Background: The Intensive Care Unit (ICU) can be both a frightening and disorientating experience for patients. In the awake patient, sedative medications are often used to treat agitation and delirium or sleep disturbance. There are at present no widely accepted guidelines on oral sedative use in the ICU. This study assessed how oral sedatives are being used and whether their use resulted in an increased incidence of falls after discharge to the ward. Sampling methods: We analysed sixteen months (1st January 2011 – 30th April 2012) of admissions data to the ICU of a large teaching hospital in the West Midlands. Patients aged 80 years or older at the time of admission to intensive care were identified using the Intensive Care National & Research Centre (ICNARC) database.

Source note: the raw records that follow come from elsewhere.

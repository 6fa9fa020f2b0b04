//! Session State Hashing
//!
//! Deterministic SHA-256 digests of session progress, used to check that
//! a replayed play-through ends in exactly the same state.

use sha2::{Sha256, Digest};

/// Hash output type (256 bits / 32 bytes)
pub type StateHash = [u8; 32];

/// Deterministic hasher for session state.
///
/// Order of updates is part of the hash; callers must feed fields in a
/// fixed order.
pub struct StateHasher {
    hasher: Sha256,
}

impl StateHasher {
    /// Create a new hasher with domain separator.
    pub fn new(domain: &[u8]) -> Self {
        let mut hasher = Sha256::new();
        hasher.update(domain);
        Self { hasher }
    }

    /// Create hasher for session state.
    pub fn for_session_state() -> Self {
        Self::new(b"TREASURE_QUEST_SESSION_V1")
    }

    /// Update with a u8 value.
    #[inline]
    pub fn update_u8(&mut self, value: u8) {
        self.hasher.update([value]);
    }

    /// Update with a u32 value (little-endian).
    #[inline]
    pub fn update_u32(&mut self, value: u32) {
        self.hasher.update(value.to_le_bytes());
    }

    /// Update with a u64 value (little-endian).
    #[inline]
    pub fn update_u64(&mut self, value: u64) {
        self.hasher.update(value.to_le_bytes());
    }

    /// Update with a boolean.
    #[inline]
    pub fn update_bool(&mut self, value: bool) {
        self.update_u8(value as u8);
    }

    /// Update with a length-prefixed string.
    ///
    /// The prefix keeps `["ab", "c"]` and `["a", "bc"]` distinct.
    #[inline]
    pub fn update_str(&mut self, value: &str) {
        self.update_u32(value.len() as u32);
        self.hasher.update(value.as_bytes());
    }

    /// Update with an optional string (presence flag first).
    pub fn update_opt_str(&mut self, value: Option<&str>) {
        match value {
            Some(s) => {
                self.update_bool(true);
                self.update_str(s);
            }
            None => self.update_bool(false),
        }
    }

    /// Finalize and return the hash.
    pub fn finalize(self) -> StateHash {
        self.hasher.finalize().into()
    }
}

/// Compute a session state hash.
///
/// `add_state` feeds the state-specific fields after the level index.
pub fn compute_state_hash<F>(level_index: u32, add_state: F) -> StateHash
where
    F: FnOnce(&mut StateHasher),
{
    let mut hasher = StateHasher::for_session_state();
    hasher.update_u32(level_index);
    add_state(&mut hasher);
    hasher.finalize()
}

Prescribing information and falls data were collected using the hospital's Patient Information & Communication System (PICS). Results: We collected data for 187 patient episodes. Data was analysed according to admission type (Surgical emergency 56, Medical emergency 71, Elective 60). In the study population as a whole, 56/187 (29.9%) received a sedative medication during their ICU stay. The highest sedative burden was seen in the medical emergency group with 31/71 (44%). Benzodiazepines were the most commonly used agents accounting for 44/95 (46.3%) of all sedative prescriptions. Antipsychotic use was also commonplace with 42/95 (44.2%) of patients being prescribed one. In the medical cohort of patients, 17/27 (63%) had their benzodiazepine continued on discharge from ICU. This group had the highest incidence of falls 11/46 (23.9%). Conclusion: This study demonstrates that the use of oral sedative medication in the extreme elderly admitted to ICU is commonplace. Medical patients were more likely to be prescribed these medications and the majority have their benzodiazepine prescription continued on discharge to the ward. This was associated with a higher incidence of falls in the medical emergency group.